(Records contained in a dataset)
#[cfg(test)]
mod tests {
    use super::*;
    use crate::export::catalog::FormatSpec;

    fn field(json: serde_json::Value) -> CompiledField {
        let spec: FormatSpec = serde_json::from_value(serde_json::json!({
            "file_extension": "csv",
            "output": {"kind": "delimited"},
            "fields": [json]
        }))
        .unwrap();
        spec.compile("t").unwrap().fields.remove(0)
    }

    fn tagged() -> FileRecord {
        let mut r = FileRecord::new("1", "abc", "IMG_1.jpg");
        r.mime_type = "image/jpeg".into();
        r.tags.insert(Tag {
            value: "person".into(),
            auto: true,
        });
        r.tags.insert(Tag {
            value: "custom".into(),
            auto: false,
        });
        r
    }

    #[test]
    fn auto_only_join_excludes_manual_tags() {
        let f = field(serde_json::json!({
            "name": "Keywords", "source": "tags", "filter": "auto_only",
            "transform": "join", "separator": ";"
        }));
        assert_eq!(Value::evaluate(&tagged(), &f), Value::Text("person".into()));
    }

    #[test]
    fn join_round_trips_to_the_tag_set() {
        let mut r = tagged();
        for t in ["dog", "beach", "sunset"] {
            r.tags.insert(Tag {
                value: t.into(),
                auto: true,
            });
        }
        let f = field(serde_json::json!({
            "name": "Keywords", "source": "tags", "filter": "auto_only",
            "transform": "join", "separator": ";"
        }));
        let text = Value::evaluate(&r, &f).render_text(";");
        let back: std::collections::BTreeSet<&str> = text.split(';').collect();
        let expected: std::collections::BTreeSet<&str> =
            r.auto_tags().map(|t| t.value.as_str()).collect();
        assert_eq!(back, expected);
    }

    #[test]
    fn source_chain_falls_back_then_defaults() {
        let mut r = tagged();
        r.video_capture_time = Some(1_609_459_200_000);
        let f = field(serde_json::json!({
            "name": "Date", "source": ["image_date", "video_date", "c_time"],
            "transform": "iso_date"
        }));
        assert_eq!(Value::evaluate(&r, &f), Value::Text("2021-01-01".into()));

        let f = field(serde_json::json!({
            "name": "Camera", "source": ["camera_model", "camera_make"], "default": "unknown"
        }));
        assert_eq!(Value::evaluate(&r, &f), Value::Text("unknown".into()));
    }

    #[test]
    fn date_encodings() {
        let mut r = tagged();
        // 2021-03-04T05:06:07Z
        r.image_capture_time = Some(1_614_834_367_000);
        let eval = |t: &str| {
            let f = field(serde_json::json!({"name": "D", "source": "image_date", "transform": t}));
            Value::evaluate(&r, &f)
        };
        assert_eq!(eval("iso_date"), Value::Text("2021-03-04".into()));
        assert_eq!(eval("iso_datetime"), Value::Text("2021-03-04T05:06:07".into()));
        assert_eq!(eval("iptc_date"), Value::Text("20210304".into()));
        assert_eq!(eval("exif_datetime"), Value::Text("2021:03:04 05:06:07".into()));
        assert_eq!(eval("extract_year"), Value::Int(2021));
        assert_eq!(eval("unix_seconds"), Value::Int(1_614_834_367));
    }

    #[test]
    fn gps_pair_and_first_album() {
        let mut r = tagged();
        r.gps = Some(GpsFix {
            latitude: 47.6062,
            longitude: -122.3321,
            altitude: 56.0,
        });
        r.albums = vec![
            AlbumRef {
                id: "g1".into(),
                name: "Seattle".into(),
            },
            AlbumRef {
                id: "g2".into(),
                name: "Trips".into(),
            },
        ];
        let gps = field(serde_json::json!({"name": "GPS", "source": "gps", "transform": "gps_pair"}));
        assert_eq!(Value::evaluate(&r, &gps), Value::Text("47.6062,-122.3321".into()));

        let album = field(serde_json::json!({"name": "Album", "source": "albums", "transform": "first_album_name"}));
        assert_eq!(Value::evaluate(&r, &album), Value::Text("Seattle".into()));
    }

    #[test]
    fn hierarchy_and_truncation() {
        let mut r = tagged();
        r.tags.insert(Tag {
            value: "beach".into(),
            auto: true,
        });
        r.tags.insert(Tag {
            value: "sunset".into(),
            auto: false,
        });
        let f = field(serde_json::json!({
            "name": "Tags", "source": "tags", "filter": "auto_only", "transform": "hierarchical_tags"
        }));
        assert_eq!(
            Value::evaluate(&r, &f),
            Value::Text("beach|person".into())
        );

        r.description = "a long caption".into();
        let f = field(serde_json::json!({
            "name": "Caption", "source": "description", "transform": "truncate", "max_length": 6
        }));
        assert_eq!(Value::evaluate(&r, &f), Value::Text("a long".into()));
    }

    #[test]
    fn json_rendering() {
        assert_eq!(Value::Float(f64::NAN).to_json(), serde_json::Value::Null);
        assert_eq!(
            Value::Timestamp(1_609_459_200_000).to_json(),
            serde_json::json!("2021-01-01T00:00:00Z")
        );
        let tags = Value::Tags(tagged().tags.into_iter().collect());
        assert_eq!(tags.to_json(), serde_json::json!(["custom", "person"]));
    }
}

*Problem description*: Lines after the one containing "let expected: std::collections::BTreeSet<&str>" are not part of the task. Output the entries exactly from their first line through that one.

*Exercise result*:
#[cfg(test)]
mod tests {
    use super::*;
    use crate::export::catalog::FormatSpec;

    fn field(json: serde_json::Value) -> CompiledField {
        let spec: FormatSpec = serde_json::from_value(serde_json::json!({
            "file_extension": "csv",
            "output": {"kind": "delimited"},
            "fields": [json]
        }))
        .unwrap();
        spec.compile("t").unwrap().fields.remove(0)
    }

    fn tagged() -> FileRecord {
        let mut r = FileRecord::new("1", "abc", "IMG_1.jpg");
        r.mime_type = "image/jpeg".into();
        r.tags.insert(Tag {
            value: "person".into(),
            auto: true,
        });
        r.tags.insert(Tag {
            value: "custom".into(),
            auto: false,
        });
        r
    }

    #[test]
    fn auto_only_join_excludes_manual_tags() {
        let f = field(serde_json::json!({
            "name": "Keywords", "source": "tags", "filter": "auto_only",
            "transform": "join", "separator": ";"
        }));
        assert_eq!(Value::evaluate(&tagged(), &f), Value::Text("person".into()));
    }

    #[test]
    fn join_round_trips_to_the_tag_set() {
        let mut r = tagged();
        for t in ["dog", "beach", "sunset"] {
            r.tags.insert(Tag {
                value: t.into(),
                auto: true,
            });
        }
        let f = field(serde_json::json!({
            "name": "Keywords", "source": "tags", "filter": "auto_only",
            "transform": "join", "separator": ";"
        }));
        let text = Value::evaluate(&r, &f).render_text(";");
        let back: std::collections::BTreeSet<&str> = text.split(';').collect();
        let expected: std::collections::BTreeSet<&str> =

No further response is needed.